A non-emission period NEP2 of the second scan period SS may include a first non-emission period NEP21, a second non-emission period NEP22, a third non-emission period NEP23, and a fourth non-emission period NEP24. An emission period EP2 of the second scan period SS may include a first emission period EP21, a second emission period EP22, a third emission period EP23, and a fourth emission period EP24.

The first emission period EP21 may be arranged between the first non-emission period NEP21 and the second non-emission period NEP22, the second emission period EP22 may be arranged between the second non-emission period NEP22 and the third non-emission period NEP23, the third emission period EP23 may be arranged between the third non-emission period NEP23 and the fourth non-emission period NEP24, and the fourth emission period EP24 may be arranged after the fourth non-emission period NEP24.

The first non-emission period NEP21 may not include a compensation period and a write period included in the first non-emission period NEP11 of the first scan period AS, and may include a sixth period P6 corresponding to the fourth period P4, which is an initialization period.

The sixth period P6 may be a fourth initialization period that initializes a voltage of the third node N3 to which the pixel electrode of the organic light-emitting diode OLED is connected. During the sixth period P6, the gate driving circuit 12 may output a second gate signal GI of a gate-on voltage to the second gate line GIL. The gate driving circuit 13 may output a first gate signal GW, a third gate signal GR, a fourth gate signal EM, and a fifth gate signal EMB of a gate-off voltage. The fourth transistor T4 may be turned on according to a second gate signal GI. A voltage of the third node N3, e.g., the pixel electrode of the organic light-emitting diode OLED may be initialized to the initialization voltage Vint by the fourth transistor T4.

Because an output of the gate driving circuit 13 and an operation of a pixel during the second non-emission period NEP22 and the fourth non-emission period NEP24 are respectively the same as an output of the gate driving circuit 13 and an operation of a pixel during the second non-emission period NEP12 and the fourth non-emission period NEP14 of the first scan period AS, redundant descriptions thereof are omitted for descriptive convenience.

The third non-emission period NEP23 may include a seventh period P7.

The seventh period P7 may be a fifth initialization period that initializes a voltage of the third node N3 to which the pixel electrode of the organic light-emitting diode OLED is connected.
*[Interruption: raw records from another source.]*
//! Rows of a model.

use std::collections::HashMap;

use crate::error::{FieldError, Result};
use crate::field::Field;
use crate::model::{ModelRef, ModelSchema};
use crate::value::Value;

static NULL: Value = Value::Null;

/// One row of one model.
///
/// Attribute values are typed runtime [`Value`]s; unset attributes read as
/// `NULL`. Values are only validated when the record is written or a field
/// formats them, never on assignment.
///
/// # Examples
///
/// ```
/// use ormlet_core::{Field, ModelSchema, Record, Value};
///
/// let schema = ModelSchema::builder("person").field("name", Field::varchar(40)).build();
/// let mut person = Record::new(schema.into());
/// person.set("name", "Ada").unwrap();
/// assert_eq!(person.value("name"), &Value::from("Ada"));
/// assert_eq!(person.id(), None);
/// assert!(person.set("nickname", "A").is_err());
/// ```
#[derive(Debug, Clone)]
pub struct Record {
    model: ModelRef,
    values: HashMap<String, Value>,
}

impl Record {
    pub fn new(model: ModelRef) -> Self {
        Self {
            model,
            values: HashMap::new(),
        }
    }

    /// Rebuilds a record from a raw storage row laid out in column order.
    ///
    /// # Errors
    ///
    /// [`FieldError::Decode`] if a column value cannot be converted back, or
    /// if the row length does not match the model's column count.
    pub fn from_storage(model: ModelRef, row: Vec<Value>) -> Result<Self> {
        let schema = model.resolve();
        let columns: Vec<&Field> = schema.columns().collect();
        if columns.len() != row.len() {
            return Err(FieldError::Decode {
                field: schema.table_name().to_string(),
                reason: format!("expected {} columns, got {}", columns.len(), row.len()),
            });
        }

        let mut values = HashMap::with_capacity(row.len());
        for (field, raw) in columns.into_iter().zip(row) {
            let name = field.name().unwrap_or_default().to_string();
            values.insert(name, field.deserialize(raw)?);
        }

        Ok(Self { model, values })
    }

    pub fn model(&self) -> &ModelRef {
        &self.model
    }

    pub fn schema(&self) -> &ModelSchema {
        self.model.resolve()
    }

    /// Assigns an attribute.
    ///
    /// # Errors
    ///
    /// [`FieldError::UnknownField`] if the model has no such field,
    /// [`FieldError::NoColumn`] for many-to-many fields, which are managed
    /// through their join table instead.
    pub fn set(&mut self, field: &str, value: impl Into<Value>) -> Result<&mut Self> {
        let descriptor = self.column(field)?;
        if !descriptor.has_column() {
            return Err(FieldError::NoColumn {
                field: field.to_string(),
            });
        }
        self.values.insert(field.to_string(), value.into());
        Ok(self)
    }

    /// Builder form of [`set`](Self::set).
    pub fn with(mut self, field: &str, value: impl Into<Value>) -> Result<Self> {
        self.set(field, value)?;
        Ok(self)
    }

    /// The assigned value, or `None` when the attribute was never set.
    pub fn get(&self, field: &str) -> Option<&Value> {
        self.values.get(field)
    }

    /// The attribute value, `NULL` when unset.
    pub fn value(&self, field: &str) -> &Value {
        self.values.get(field).unwrap_or(&NULL)
    }

    /// Primary key, if one has been assigned.
    pub fn id(&self) -> Option<i64> {
        let pk = self.schema().primary_key_name();
        self.values.get(pk).and_then(Value::as_i64)
    }

    /// Stores a key assigned by the store.
    pub fn set_id(&mut self, id: i64) {
        let pk = self.schema().primary_key_name().to_string();
        self.values.insert(pk, Value::Integer(id));
    }

    /// Column fields paired with their current values, in column order.
    pub fn columns(&self) -> impl Iterator<Item = (&Field, &Value)> {
        self.schema()
            .columns()
            .map(|field| (field, self.value(field.name().unwrap_or_default())))
    }

    fn column(&self, field: &str) -> Result<&Field> {
        self.schema()
            .field(field)
            .ok_or_else(|| FieldError::UnknownField {
                table: self.schema().table_name().to_string(),
                field: field.to_string(),
            })
    }
}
During the seventh period P7, the gate driving circuit 13 may output a second gate signal GI of a gate-on voltage to the second gate line GIL. The gate driving circuit 13 may output a first gate signal GW, a third gate signal GR, a fourth gate signal EM, and a fifth gate signal EMB of a gate-off voltage. The fourth transistor T4 may be turned on according to a second gate signal GI. A voltage of the third node N3, e.g., the pixel electrode of the organic light-emitting diode OLED may be initialized to the initialization voltage Vint by the fourth transistor T4.

A gate-on-voltage period SW4 of a second gate signal GI during the first non-emission period NEP21 may be the same as a gate-on-voltage period SW5 of a second gate signal GI during the third non-emission period NEP23. A gate-on-voltage period SW4 of a second gate signal GI during the first non-emission period NEP21 and a gate-on-voltage period SW5 of a second gate signal GI during the third non-emission period NEP23 may be the same as a gate-on-voltage period SW3 of a second gate signal GI during the third non-emission period NEP13 of the first scan period AS.
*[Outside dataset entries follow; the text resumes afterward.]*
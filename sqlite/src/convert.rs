//! Conversion between [`Value`] and SQLite's dynamic values.

use ormlet_core::{DATE_FORMAT, DATETIME_FORMAT, Value};
use rusqlite::types::Value as SqlValue;

use crate::error::{Result, SqliteError};

/// Converts a value into a bindable SQLite parameter.
///
/// Fields hand over storage values already, but temporal values are
/// accepted too and bound as their canonical text.
pub(crate) fn to_sql(value: &Value) -> SqlValue {
    match value {
        Value::Null => SqlValue::Null,
        Value::Integer(i) => SqlValue::Integer(*i),
        Value::Float(f) => SqlValue::Real(*f),
        Value::Text(s) => SqlValue::Text(s.clone()),
        Value::Date(d) => SqlValue::Text(d.format(DATE_FORMAT).to_string()),
        Value::DateTime(dt) => SqlValue::Text(dt.format(DATETIME_FORMAT).to_string()),
    }
}

/// Converts a raw column value read from SQLite.
pub(crate) fn from_sql(value: SqlValue) -> Result<Value> {
    match value {
        SqlValue::Null => Ok(Value::Null),
        SqlValue::Integer(i) => Ok(Value::Integer(i)),
        SqlValue::Real(f) => Ok(Value::Float(f)),
        SqlValue::Text(s) => Ok(Value::Text(s)),
        SqlValue::Blob(bytes) => Err(SqliteError::ConversionError(format!(
            "blob columns are not supported ({} bytes)",
            bytes.len()
        ))),
    }
}

#[cfg(test)]
mod tests {
    use chrono::NaiveDate;

    use super::*;

    #[test]
    fn test_temporal_values_bind_as_text() {
        let date = NaiveDate::from_ymd_opt(2017, 7, 7).unwrap();
        assert_eq!(to_sql(&Value::Date(date)), SqlValue::Text("2017-07-07".into()));
        assert_eq!(
            to_sql(&Value::DateTime(date.and_hms_opt(0, 0, 0).unwrap())),
            SqlValue::Text("2017-07-07 00:00:00".into())
        );
    }

    #[test]
    fn test_from_sql_maps_storage_classes() {
        assert_eq!(from_sql(SqlValue::Integer(4)).unwrap(), Value::Integer(4));
        assert_eq!(from_sql(SqlValue::Real(0.5)).unwrap(), Value::Float(0.5));
        assert_eq!(from_sql(SqlValue::Null).unwrap(), Value::Null);
        assert!(matches!(
            from_sql(SqlValue::Blob(vec![1, 2])),
            Err(SqliteError::ConversionError(_))
        ));
    }
}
The emission period EP2 may be a period during which the organic light-emitting diode OLED emits light. A driving current output by the first transistor T1 during the emission period EP2 may be a current corresponding to a data signal Vdata supplied to a pixel and stored and maintained in the first capacitor C1 during a write period of the first scan period AS. Because an output of the gate driving circuit 13 and an operation of a pixel during the emission period EP2 are the same as an output of the gate driving circuit 13 and an operation of a pixel during the emission period EP1 of the first scan period AS, redundant descriptions thereof are omitted for descriptive convenience.

Before the first emission period EP21 starts and the third emission period EP23 starts, during a period At3 in which a second gate signal GI of a gate-on-voltage and a fifth gate signal EMB of a gate-on-voltage overlap each other, the fourth transistor T4 and the sixth transistor T6 may be turned on according to a second gate signal GI and a fifth gate signal EMB, and the second node N2 and the third node N3 may be electrically connected to each other by the turned-on fourth transistor T4 and sixth transistor T6 to share charge. Because the fourth transistor T4 and the sixth transistor T6 are turned on first before the fifth transistor T5 is turned on, a voltage of the third node N3, e.g., a voltage of the pixel electrode of the organic light-emitting diode OLED may be stabilized.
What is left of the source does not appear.